# WHAT TO DO
For the entries below, work out how many lines contain the string "failed" and write only the number.
▼
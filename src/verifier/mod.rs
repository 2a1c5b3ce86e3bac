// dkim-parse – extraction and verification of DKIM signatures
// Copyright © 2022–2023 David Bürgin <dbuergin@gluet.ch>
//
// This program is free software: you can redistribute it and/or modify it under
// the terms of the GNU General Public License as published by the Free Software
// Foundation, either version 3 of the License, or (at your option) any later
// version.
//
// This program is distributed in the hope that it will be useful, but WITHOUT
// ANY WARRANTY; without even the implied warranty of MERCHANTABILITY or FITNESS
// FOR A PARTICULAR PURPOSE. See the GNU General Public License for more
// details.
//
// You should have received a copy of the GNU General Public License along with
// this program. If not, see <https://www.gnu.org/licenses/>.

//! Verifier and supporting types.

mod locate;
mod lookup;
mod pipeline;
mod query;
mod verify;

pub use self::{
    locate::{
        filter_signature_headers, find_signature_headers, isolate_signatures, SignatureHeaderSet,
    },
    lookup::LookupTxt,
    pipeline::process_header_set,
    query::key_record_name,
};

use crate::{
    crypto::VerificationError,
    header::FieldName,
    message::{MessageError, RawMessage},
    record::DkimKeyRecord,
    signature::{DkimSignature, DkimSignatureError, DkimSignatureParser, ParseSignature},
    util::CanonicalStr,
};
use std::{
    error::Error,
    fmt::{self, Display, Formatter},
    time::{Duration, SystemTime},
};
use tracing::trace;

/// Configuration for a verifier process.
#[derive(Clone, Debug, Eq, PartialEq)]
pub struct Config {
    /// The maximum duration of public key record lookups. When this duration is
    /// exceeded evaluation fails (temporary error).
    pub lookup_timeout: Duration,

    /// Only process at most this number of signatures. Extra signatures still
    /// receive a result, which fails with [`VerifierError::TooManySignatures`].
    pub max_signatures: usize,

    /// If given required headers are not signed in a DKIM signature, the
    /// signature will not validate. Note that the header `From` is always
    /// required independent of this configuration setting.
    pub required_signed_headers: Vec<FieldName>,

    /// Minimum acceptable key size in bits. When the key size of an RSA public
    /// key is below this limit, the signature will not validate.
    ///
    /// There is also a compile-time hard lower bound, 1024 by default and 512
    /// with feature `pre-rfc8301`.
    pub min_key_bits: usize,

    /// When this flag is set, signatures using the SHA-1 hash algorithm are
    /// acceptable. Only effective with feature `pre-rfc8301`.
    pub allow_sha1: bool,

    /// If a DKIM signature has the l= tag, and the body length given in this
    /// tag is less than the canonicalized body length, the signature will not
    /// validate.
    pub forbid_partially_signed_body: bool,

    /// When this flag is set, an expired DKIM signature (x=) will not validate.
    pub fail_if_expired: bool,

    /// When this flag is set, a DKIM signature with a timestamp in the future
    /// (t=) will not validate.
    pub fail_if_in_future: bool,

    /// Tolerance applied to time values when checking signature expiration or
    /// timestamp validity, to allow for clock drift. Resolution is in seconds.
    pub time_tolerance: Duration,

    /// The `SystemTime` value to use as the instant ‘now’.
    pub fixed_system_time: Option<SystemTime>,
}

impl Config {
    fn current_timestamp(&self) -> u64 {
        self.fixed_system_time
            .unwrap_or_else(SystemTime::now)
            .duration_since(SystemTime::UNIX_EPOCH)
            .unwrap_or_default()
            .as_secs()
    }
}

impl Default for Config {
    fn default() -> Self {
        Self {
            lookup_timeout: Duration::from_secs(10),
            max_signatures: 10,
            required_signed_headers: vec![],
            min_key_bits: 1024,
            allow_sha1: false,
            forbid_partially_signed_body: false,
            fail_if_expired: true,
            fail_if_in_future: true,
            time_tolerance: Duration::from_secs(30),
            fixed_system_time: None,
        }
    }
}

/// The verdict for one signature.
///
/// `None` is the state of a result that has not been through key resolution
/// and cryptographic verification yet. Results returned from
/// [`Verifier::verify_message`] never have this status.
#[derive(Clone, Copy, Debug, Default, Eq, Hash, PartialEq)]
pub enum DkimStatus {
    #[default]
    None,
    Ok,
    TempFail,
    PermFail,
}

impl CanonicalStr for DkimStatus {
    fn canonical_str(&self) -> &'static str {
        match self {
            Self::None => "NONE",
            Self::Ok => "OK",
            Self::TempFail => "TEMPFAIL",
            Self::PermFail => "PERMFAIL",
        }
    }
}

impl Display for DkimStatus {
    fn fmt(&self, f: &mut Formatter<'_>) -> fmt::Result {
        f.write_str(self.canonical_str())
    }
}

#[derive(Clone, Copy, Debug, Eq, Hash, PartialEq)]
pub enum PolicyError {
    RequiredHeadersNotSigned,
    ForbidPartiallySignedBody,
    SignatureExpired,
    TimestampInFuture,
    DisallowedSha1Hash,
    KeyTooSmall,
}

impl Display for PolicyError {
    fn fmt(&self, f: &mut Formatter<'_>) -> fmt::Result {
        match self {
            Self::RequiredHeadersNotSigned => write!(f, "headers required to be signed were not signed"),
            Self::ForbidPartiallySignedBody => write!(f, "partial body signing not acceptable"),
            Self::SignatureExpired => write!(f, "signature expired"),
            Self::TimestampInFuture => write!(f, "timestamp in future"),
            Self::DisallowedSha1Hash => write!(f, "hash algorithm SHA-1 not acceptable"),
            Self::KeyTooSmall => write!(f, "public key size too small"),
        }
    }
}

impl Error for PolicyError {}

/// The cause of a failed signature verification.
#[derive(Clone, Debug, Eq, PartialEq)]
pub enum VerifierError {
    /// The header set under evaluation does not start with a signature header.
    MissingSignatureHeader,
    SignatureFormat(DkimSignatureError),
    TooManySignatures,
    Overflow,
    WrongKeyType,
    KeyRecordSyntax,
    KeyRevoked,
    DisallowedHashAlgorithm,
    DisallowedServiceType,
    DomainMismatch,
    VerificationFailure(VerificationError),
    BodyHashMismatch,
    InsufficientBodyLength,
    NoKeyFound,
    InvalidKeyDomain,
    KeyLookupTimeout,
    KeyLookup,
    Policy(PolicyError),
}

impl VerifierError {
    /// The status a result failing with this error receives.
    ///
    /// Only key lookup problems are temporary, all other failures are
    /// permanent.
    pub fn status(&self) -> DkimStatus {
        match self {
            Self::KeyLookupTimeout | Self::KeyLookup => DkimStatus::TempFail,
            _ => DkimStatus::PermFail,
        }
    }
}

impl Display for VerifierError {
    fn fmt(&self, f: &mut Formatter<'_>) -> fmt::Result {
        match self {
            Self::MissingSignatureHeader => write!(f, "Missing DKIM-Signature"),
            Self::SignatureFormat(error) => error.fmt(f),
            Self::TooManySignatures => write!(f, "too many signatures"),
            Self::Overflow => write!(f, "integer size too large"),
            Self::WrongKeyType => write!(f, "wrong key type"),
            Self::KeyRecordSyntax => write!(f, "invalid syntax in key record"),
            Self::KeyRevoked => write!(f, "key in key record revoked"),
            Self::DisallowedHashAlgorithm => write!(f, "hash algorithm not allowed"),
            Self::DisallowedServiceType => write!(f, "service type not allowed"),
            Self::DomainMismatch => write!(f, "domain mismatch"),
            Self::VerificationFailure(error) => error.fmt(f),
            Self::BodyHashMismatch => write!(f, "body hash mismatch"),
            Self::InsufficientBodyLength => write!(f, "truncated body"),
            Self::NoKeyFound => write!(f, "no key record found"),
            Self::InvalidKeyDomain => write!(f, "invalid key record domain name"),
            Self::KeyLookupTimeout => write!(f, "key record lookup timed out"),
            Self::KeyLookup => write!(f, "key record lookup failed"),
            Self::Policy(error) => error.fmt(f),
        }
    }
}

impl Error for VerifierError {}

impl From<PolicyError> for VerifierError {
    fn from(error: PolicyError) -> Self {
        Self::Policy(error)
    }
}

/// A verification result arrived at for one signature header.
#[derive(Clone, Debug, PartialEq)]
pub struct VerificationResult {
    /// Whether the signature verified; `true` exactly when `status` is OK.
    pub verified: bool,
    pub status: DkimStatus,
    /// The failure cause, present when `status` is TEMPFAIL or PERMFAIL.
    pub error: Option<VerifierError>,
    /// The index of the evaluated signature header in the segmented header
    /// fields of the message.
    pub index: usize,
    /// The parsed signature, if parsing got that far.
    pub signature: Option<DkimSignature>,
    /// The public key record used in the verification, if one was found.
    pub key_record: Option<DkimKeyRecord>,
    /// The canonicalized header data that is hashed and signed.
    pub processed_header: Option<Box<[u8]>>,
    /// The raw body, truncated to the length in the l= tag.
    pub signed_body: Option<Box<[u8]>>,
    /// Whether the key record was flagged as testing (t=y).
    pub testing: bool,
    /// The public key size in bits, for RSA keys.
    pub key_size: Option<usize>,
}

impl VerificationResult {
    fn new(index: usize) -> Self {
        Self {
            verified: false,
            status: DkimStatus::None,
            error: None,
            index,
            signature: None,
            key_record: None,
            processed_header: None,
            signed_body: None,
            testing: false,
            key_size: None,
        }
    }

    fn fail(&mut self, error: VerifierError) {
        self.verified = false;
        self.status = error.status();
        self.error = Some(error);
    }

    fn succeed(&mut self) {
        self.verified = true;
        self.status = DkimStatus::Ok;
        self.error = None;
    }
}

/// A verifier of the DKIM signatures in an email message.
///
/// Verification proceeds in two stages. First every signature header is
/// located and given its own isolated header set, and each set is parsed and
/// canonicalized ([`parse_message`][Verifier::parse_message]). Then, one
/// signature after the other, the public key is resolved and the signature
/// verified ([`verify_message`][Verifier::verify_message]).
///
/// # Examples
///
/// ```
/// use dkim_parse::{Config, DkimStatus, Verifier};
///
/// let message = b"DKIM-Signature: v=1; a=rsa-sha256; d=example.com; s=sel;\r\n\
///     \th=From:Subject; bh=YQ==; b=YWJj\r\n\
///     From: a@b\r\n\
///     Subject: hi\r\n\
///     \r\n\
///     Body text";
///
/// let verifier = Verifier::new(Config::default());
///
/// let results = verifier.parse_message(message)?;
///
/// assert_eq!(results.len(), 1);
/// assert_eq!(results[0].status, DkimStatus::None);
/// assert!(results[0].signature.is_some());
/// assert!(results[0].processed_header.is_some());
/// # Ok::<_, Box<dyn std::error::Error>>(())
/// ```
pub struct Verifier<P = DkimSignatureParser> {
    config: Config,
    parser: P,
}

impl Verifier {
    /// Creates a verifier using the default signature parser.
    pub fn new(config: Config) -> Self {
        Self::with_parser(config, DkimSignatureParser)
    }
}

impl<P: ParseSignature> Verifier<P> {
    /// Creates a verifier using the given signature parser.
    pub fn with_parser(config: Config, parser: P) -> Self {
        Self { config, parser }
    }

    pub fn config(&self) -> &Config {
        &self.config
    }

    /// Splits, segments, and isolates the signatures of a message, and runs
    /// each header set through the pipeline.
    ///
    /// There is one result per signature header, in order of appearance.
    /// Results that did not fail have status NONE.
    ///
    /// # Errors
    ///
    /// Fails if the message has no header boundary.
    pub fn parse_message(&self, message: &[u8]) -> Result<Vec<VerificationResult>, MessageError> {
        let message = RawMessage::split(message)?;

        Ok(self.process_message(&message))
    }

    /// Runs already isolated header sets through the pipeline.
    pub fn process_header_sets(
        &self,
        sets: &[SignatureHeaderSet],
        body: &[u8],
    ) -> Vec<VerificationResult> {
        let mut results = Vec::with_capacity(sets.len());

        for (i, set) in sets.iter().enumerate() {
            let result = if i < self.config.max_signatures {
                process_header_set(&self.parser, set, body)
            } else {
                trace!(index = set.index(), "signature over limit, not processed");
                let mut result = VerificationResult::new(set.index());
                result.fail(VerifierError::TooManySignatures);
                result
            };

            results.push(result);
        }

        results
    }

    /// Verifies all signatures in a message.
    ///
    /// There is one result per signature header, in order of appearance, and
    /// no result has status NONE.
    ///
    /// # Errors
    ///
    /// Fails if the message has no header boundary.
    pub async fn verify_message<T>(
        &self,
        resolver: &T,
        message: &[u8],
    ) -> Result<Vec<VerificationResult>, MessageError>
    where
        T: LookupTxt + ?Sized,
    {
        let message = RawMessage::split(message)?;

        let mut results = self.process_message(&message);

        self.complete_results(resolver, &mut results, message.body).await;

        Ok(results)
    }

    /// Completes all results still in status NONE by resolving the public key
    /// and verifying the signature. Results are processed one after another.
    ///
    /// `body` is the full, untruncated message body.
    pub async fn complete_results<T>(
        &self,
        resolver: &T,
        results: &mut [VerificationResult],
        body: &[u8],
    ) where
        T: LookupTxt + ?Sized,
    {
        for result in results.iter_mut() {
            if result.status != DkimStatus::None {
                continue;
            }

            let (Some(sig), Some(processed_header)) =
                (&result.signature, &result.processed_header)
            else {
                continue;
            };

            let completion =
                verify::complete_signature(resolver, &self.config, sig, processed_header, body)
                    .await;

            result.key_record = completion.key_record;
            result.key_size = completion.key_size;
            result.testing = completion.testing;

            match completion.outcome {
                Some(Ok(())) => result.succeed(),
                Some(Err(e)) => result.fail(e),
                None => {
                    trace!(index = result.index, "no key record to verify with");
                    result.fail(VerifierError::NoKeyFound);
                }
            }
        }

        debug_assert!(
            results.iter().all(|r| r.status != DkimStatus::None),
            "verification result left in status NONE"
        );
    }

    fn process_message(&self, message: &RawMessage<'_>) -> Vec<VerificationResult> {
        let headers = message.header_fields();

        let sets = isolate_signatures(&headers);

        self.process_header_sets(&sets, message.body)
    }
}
▲
▼
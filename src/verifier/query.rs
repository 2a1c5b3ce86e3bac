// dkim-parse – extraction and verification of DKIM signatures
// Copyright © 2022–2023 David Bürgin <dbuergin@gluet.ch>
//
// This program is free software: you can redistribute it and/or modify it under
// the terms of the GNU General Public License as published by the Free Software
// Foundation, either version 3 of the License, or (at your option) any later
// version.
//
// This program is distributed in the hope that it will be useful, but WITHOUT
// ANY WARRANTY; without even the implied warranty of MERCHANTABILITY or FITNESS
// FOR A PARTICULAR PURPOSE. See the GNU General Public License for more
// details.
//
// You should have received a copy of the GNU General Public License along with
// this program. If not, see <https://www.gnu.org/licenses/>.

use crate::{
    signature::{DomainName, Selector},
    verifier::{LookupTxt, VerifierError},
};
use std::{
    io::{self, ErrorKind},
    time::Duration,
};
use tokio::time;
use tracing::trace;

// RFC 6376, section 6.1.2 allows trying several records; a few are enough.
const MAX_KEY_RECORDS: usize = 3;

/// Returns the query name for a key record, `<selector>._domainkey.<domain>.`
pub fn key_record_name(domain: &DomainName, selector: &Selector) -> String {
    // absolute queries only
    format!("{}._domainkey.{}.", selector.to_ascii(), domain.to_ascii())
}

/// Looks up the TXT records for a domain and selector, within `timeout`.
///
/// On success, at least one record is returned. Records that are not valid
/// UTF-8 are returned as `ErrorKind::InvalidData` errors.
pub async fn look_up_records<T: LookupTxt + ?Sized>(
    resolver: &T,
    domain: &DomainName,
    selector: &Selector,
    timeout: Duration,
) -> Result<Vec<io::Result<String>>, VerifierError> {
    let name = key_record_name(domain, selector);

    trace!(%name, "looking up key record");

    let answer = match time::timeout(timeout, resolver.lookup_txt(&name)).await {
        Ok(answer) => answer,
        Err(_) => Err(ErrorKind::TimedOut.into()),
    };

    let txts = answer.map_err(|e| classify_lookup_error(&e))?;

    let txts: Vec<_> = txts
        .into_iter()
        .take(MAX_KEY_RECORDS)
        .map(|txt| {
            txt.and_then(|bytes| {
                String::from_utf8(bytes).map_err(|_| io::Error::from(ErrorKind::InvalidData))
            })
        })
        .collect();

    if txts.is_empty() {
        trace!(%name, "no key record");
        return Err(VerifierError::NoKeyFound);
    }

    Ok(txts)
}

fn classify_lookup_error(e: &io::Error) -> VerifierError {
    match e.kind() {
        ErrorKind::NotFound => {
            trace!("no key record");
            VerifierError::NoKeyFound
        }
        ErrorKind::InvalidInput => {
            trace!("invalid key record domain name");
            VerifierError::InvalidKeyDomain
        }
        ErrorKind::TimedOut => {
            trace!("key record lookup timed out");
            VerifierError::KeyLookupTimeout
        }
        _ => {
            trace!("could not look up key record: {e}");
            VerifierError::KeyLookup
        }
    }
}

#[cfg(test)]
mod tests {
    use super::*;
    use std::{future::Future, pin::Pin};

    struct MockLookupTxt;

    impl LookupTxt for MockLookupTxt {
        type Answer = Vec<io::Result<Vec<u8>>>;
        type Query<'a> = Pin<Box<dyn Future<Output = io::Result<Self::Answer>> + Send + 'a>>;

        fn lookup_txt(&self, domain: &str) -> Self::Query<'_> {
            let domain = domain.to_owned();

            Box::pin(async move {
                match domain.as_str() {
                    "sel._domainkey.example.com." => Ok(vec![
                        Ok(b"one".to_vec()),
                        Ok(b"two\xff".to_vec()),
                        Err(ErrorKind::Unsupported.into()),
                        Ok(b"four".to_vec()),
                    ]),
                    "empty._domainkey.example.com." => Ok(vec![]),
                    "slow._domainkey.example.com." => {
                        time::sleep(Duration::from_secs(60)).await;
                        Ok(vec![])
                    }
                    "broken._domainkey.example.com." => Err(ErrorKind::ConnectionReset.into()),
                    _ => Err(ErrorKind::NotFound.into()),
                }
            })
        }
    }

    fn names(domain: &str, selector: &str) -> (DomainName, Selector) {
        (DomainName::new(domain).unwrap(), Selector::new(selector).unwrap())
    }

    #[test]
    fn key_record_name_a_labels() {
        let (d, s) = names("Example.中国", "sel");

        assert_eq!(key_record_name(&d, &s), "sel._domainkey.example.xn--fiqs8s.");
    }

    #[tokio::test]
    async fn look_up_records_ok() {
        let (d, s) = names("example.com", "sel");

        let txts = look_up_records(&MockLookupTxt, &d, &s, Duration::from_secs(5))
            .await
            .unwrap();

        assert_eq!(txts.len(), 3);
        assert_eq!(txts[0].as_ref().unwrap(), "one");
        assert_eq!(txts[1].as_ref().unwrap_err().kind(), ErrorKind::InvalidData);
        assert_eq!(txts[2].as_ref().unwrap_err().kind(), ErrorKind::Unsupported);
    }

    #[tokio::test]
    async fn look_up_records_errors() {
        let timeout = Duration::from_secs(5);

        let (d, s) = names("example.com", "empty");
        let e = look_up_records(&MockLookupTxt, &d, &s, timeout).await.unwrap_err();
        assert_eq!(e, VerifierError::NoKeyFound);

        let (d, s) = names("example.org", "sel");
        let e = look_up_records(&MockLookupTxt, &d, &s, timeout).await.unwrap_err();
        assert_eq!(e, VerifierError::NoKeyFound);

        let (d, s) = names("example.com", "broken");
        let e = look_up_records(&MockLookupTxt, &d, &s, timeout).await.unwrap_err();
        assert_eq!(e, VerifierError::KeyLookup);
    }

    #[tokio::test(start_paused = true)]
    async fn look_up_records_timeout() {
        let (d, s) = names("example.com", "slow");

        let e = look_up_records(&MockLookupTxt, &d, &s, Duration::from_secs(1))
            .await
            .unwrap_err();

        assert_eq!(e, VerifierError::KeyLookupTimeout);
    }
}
▲
# EXERCISE SOLUTION
2